Stored items from a collection
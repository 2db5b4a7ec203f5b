//! Host-to-container path conversion.

use std::fmt;

use serde::Serialize;

use super::anchor::ProjectAnchor;
use super::context::ConversionContext;
use super::syntax::{
    classify, has_parent_segment, is_under_root, join_onto, split_segments, HostPath, PathSyntax,
};
use crate::detect::ExecutionMode;

/// Which rewrite rule produced a [`ConvertedPath`].
#[derive(Debug, Clone, Copy, PartialEq, Eq, Hash, Serialize)]
#[serde(rename_all = "snake_case")]
pub enum ConversionRule {
    /// Host mode: the input passed through unchanged.
    Identity,
    /// Input was already under a container root.
    Canonical,
    /// Input was under the host workspace root.
    Workspace,
    /// Input contained a project anchor segment.
    Anchor,
    /// No root or anchor matched; only the file name was kept.
    BasenameFallback,
    /// Relative input joined onto the project root.
    Relative,
    /// Nothing usable in the input: `.` on the host, the project root in a container.
    EmptyFallback,
}

impl fmt::Display for ConversionRule {
    fn fmt(&self, f: &mut fmt::Formatter<'_>) -> fmt::Result {
        let name = match self {
            Self::Identity => "identity",
            Self::Canonical => "canonical",
            Self::Workspace => "workspace",
            Self::Anchor => "anchor",
            Self::BasenameFallback => "basename_fallback",
            Self::Relative => "relative",
            Self::EmptyFallback => "empty_fallback",
        };
        f.write_str(name)
    }
}

/// A conversion result with the classification and rule that produced it.
#[derive(Debug, Clone, PartialEq, Eq, Serialize)]
pub struct ConvertedPath {
    /// The converted path.
    pub path: String,
    /// How the input was classified.
    pub syntax: PathSyntax,
    /// Which rule produced `path`.
    pub rule: ConversionRule,
}

impl fmt::Display for ConvertedPath {
    fn fmt(&self, f: &mut fmt::Formatter<'_>) -> fmt::Result {
        f.write_str(&self.path)
    }
}

/// Translates host-originated path strings into the active mode's namespace.
///
/// Conversion is purely lexical and never fails: every input yields a path.
/// In host mode it is the identity. In containerized mode rules are tried in
/// this order:
///
/// 1. Already canonical: returned unchanged.
/// 2. Under the host workspace root: re-homed under the container workspace.
/// 3. Contains a project anchor: the part after the anchor goes under the
///    container project root.
/// 4. Anything else absolute: the file name under the project root.
/// 5. Relative: joined onto the project root.
///
/// # Examples
///
/// ```
/// use pathmode::path::{ConversionContext, PathConverter, ProjectAnchor};
/// use pathmode::ExecutionMode;
///
/// let ctx = ConversionContext::new(ExecutionMode::Containerized, "/app/project", "/workspace");
/// let converter = PathConverter::new(ctx, ProjectAnchor::default());
///
/// assert_eq!(
///     converter.convert(r"C:\Users\G\zen-mcp-server\tools\chat.py"),
///     "/app/project/tools/chat.py"
/// );
/// assert_eq!(converter.convert("src/main.py"), "/app/project/src/main.py");
/// ```
#[derive(Debug, Clone)]
pub struct PathConverter {
    context: ConversionContext,
    anchor: ProjectAnchor,
    host_workspace: Option<HostPath>,
    debug: bool,
}

impl PathConverter {
    /// Creates a converter for a fixed context.
    #[must_use]
    pub fn new(context: ConversionContext, anchor: ProjectAnchor) -> Self {
        let host_workspace = context.host_workspace_root().and_then(parse_host_root);
        if context.host_workspace_root().is_some() && host_workspace.is_none() {
            log::warn!(
                "Host workspace root {:?} is not an absolute path; workspace mapping disabled",
                context.host_workspace_root().unwrap_or_default()
            );
        }
        Self {
            context,
            anchor,
            host_workspace,
            debug: false,
        }
    }

    /// Enables debug logging of basename fallbacks.
    #[must_use]
    pub fn with_debug(mut self, debug: bool) -> Self {
        self.debug = debug;
        self
    }

    /// The context conversions run against.
    #[must_use]
    pub fn context(&self) -> &ConversionContext {
        &self.context
    }

    /// The anchor tokens in use.
    #[must_use]
    pub fn anchor(&self) -> &ProjectAnchor {
        &self.anchor
    }

    /// Classifies `input` against this converter's container roots.
    #[must_use]
    pub fn classify(&self, input: &str) -> PathSyntax {
        classify(input, &self.context.canonical_roots())
    }

    /// Converts `input` in the context's mode.
    #[must_use]
    pub fn convert(&self, input: &str) -> String {
        self.convert_detailed(input).path
    }

    /// Converts `input` in the context's mode, reporting how.
    #[must_use]
    pub fn convert_detailed(&self, input: &str) -> ConvertedPath {
        self.convert_for_mode(input, self.context.mode())
    }

    /// Converts `input` as if running in `mode`, keeping every other setting.
    #[must_use]
    pub fn convert_for_mode(&self, input: &str, mode: ExecutionMode) -> ConvertedPath {
        let syntax = self.classify(input);
        match mode {
            ExecutionMode::Host => Self::to_host(input, syntax),
            ExecutionMode::Containerized => self.to_container(input, syntax),
        }
    }

    fn to_host(input: &str, syntax: PathSyntax) -> ConvertedPath {
        if input.is_empty() {
            return ConvertedPath {
                path: ".".to_string(),
                syntax,
                rule: ConversionRule::EmptyFallback,
            };
        }
        ConvertedPath {
            path: input.to_string(),
            syntax,
            rule: ConversionRule::Identity,
        }
    }

    fn to_container(&self, input: &str, syntax: PathSyntax) -> ConvertedPath {
        let project_root = self.context.container_project_root();
        let (path, rule) = match syntax {
            _ if input.trim().is_empty() => {
                (project_root.to_string(), ConversionRule::EmptyFallback)
            }
            PathSyntax::AlreadyCanonical => {
                (self.resolve_canonical(input), ConversionRule::Canonical)
            }
            PathSyntax::Relative => {
                let segments = split_segments(input);
                if segments.is_empty() {
                    (project_root.to_string(), ConversionRule::EmptyFallback)
                } else {
                    (join_onto(project_root, &segments), ConversionRule::Relative)
                }
            }
            PathSyntax::WindowsAbsolute
            | PathSyntax::WindowsUnc
            | PathSyntax::PosixAbsolute
            | PathSyntax::WslMount => match HostPath::parse(input, syntax) {
                Some(host) => self.rehome(input, &host),
                None => (project_root.to_string(), ConversionRule::EmptyFallback),
            },
        };
        ConvertedPath { path, syntax, rule }
    }

    /// Canonical paths pass through unless `..` could climb out of their root.
    fn resolve_canonical(&self, input: &str) -> String {
        if !has_parent_segment(input) {
            return input.to_string();
        }
        let root = self
            .context
            .canonical_roots()
            .into_iter()
            .filter(|root| is_under_root(input, root))
            .max_by_key(|root| root.len())
            .unwrap_or(self.context.container_project_root());
        let rest = input.strip_prefix(root).unwrap_or_default();
        join_onto(root, &split_segments(rest))
    }

    fn rehome(&self, input: &str, host: &HostPath) -> (String, ConversionRule) {
        let project_root = self.context.container_project_root();

        if let Some(rest) = self
            .host_workspace
            .as_ref()
            .and_then(|root| host.strip_root(root))
        {
            let workspace = join_onto(self.context.container_workspace_root(), rest);
            return (workspace, ConversionRule::Workspace);
        }

        let segments = host.segments();
        if let Some(index) = self.anchor.find_in(segments) {
            return (
                join_onto(project_root, &segments[index + 1..]),
                ConversionRule::Anchor,
            );
        }

        match segments.last() {
            Some(name) => {
                let path = join_onto(project_root, std::slice::from_ref(name));
                if self.debug {
                    log::debug!("No workspace or anchor match for {input:?}; using basename -> {path}");
                }
                (path, ConversionRule::BasenameFallback)
            }
            None => (project_root.to_string(), ConversionRule::EmptyFallback),
        }
    }
}

fn parse_host_root(root: &str) -> Option<HostPath> {
    // The root is host-side, so container roots never make it canonical.
    let syntax = classify(root, &[]);
    HostPath::parse(root, syntax)
}
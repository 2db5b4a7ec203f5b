//! Host platform description, including WSL2 detection.

use std::fmt;
use std::path::Path;

use serde::Serialize;

use super::probe::SystemProbe;

/// Kernel version string; WSL kernels mention Microsoft or WSL here.
pub const PROC_VERSION_PATH: &str = "/proc/version";

/// Basic facts about the operating system the process runs on.
///
/// # Examples
///
/// ```
/// use pathmode::detect::{PlatformInfo, StaticProbe};
///
/// let probe = StaticProbe::new()
///     .with_file("/proc/version", "Linux version 5.15.90.1-microsoft-standard-WSL2");
/// let info = PlatformInfo::from_parts("linux", &probe);
/// assert!(info.is_linux);
/// assert!(info.is_wsl);
/// ```
#[allow(clippy::struct_excessive_bools)]
#[derive(Debug, Clone, PartialEq, Eq, Serialize)]
pub struct PlatformInfo {
    /// Operating system name as reported by the standard library.
    pub system: String,
    /// Running on Windows.
    pub is_windows: bool,
    /// Running on Linux (including WSL).
    pub is_linux: bool,
    /// Running on macOS.
    pub is_macos: bool,
    /// Running on Linux under WSL.
    pub is_wsl: bool,
}

impl PlatformInfo {
    /// Describes the current process's platform.
    #[must_use]
    pub fn detect(probe: &dyn SystemProbe) -> Self {
        Self::from_parts(std::env::consts::OS, probe)
    }

    /// Describes a platform named `os`, reading the kernel version through `probe`.
    #[must_use]
    pub fn from_parts(os: &str, probe: &dyn SystemProbe) -> Self {
        let is_linux = os == "linux";
        let is_wsl = is_linux
            && probe
                .read_to_string(Path::new(PROC_VERSION_PATH))
                .map(|version| {
                    let version = version.to_lowercase();
                    version.contains("microsoft") || version.contains("wsl")
                })
                .unwrap_or(false);

        if is_wsl {
            log::debug!("WSL2 environment detected");
        }

        Self {
            system: os.to_string(),
            is_windows: os == "windows",
            is_linux,
            is_macos: os == "macos",
            is_wsl,
        }
    }
}

impl fmt::Display for PlatformInfo {
    fn fmt(&self, f: &mut fmt::Formatter<'_>) -> fmt::Result {
        write!(f, "{}", self.system)?;
        if self.is_wsl {
            write!(f, " (WSL)")?;
        }
        Ok(())
    }
}
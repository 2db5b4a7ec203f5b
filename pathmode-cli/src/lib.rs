//! Library exports for pathmode-cli.
//!
//! Exposes the CLI structure so documentation tooling can walk the
//! command tree.

pub mod cli;
pub mod commands;
pub mod error;
pub mod utils;

pub use cli::Cli;
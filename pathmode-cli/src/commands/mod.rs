//! CLI command implementations.
//!
//! This module contains the implementations of all CLI commands:
//! - `mode`: Show the detected execution mode and its evidence
//! - `convert`: Convert host paths into the active mode's namespace
//! - `classify`: Report the syntax of each path
//! - `platform`: Show operating system and WSL information
//! - `show_config`: Print the effective layered configuration
//! - `validate`: Validate a configuration file
//! - `completions`: Generate shell completion scripts

pub mod classify;
pub mod completions;
pub mod convert;
pub mod mode;
pub mod platform;
pub mod show_config;
pub mod validate;

pub use classify::ClassifyCommand;
pub use completions::CompletionsCommand;
pub use convert::ConvertCommand;
pub use mode::ModeCommand;
pub use platform::PlatformCommand;
pub use show_config::ShowConfigCommand;
pub use validate::ValidateCommand;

▶ **Task to carry out**
Each line in the data that holds the string "BasenameFallback" should be found and copied.

▶ **Answer area**
    BasenameFallback,
            Self::BasenameFallback => "basename_fallback",
                (path, ConversionRule::BasenameFallback)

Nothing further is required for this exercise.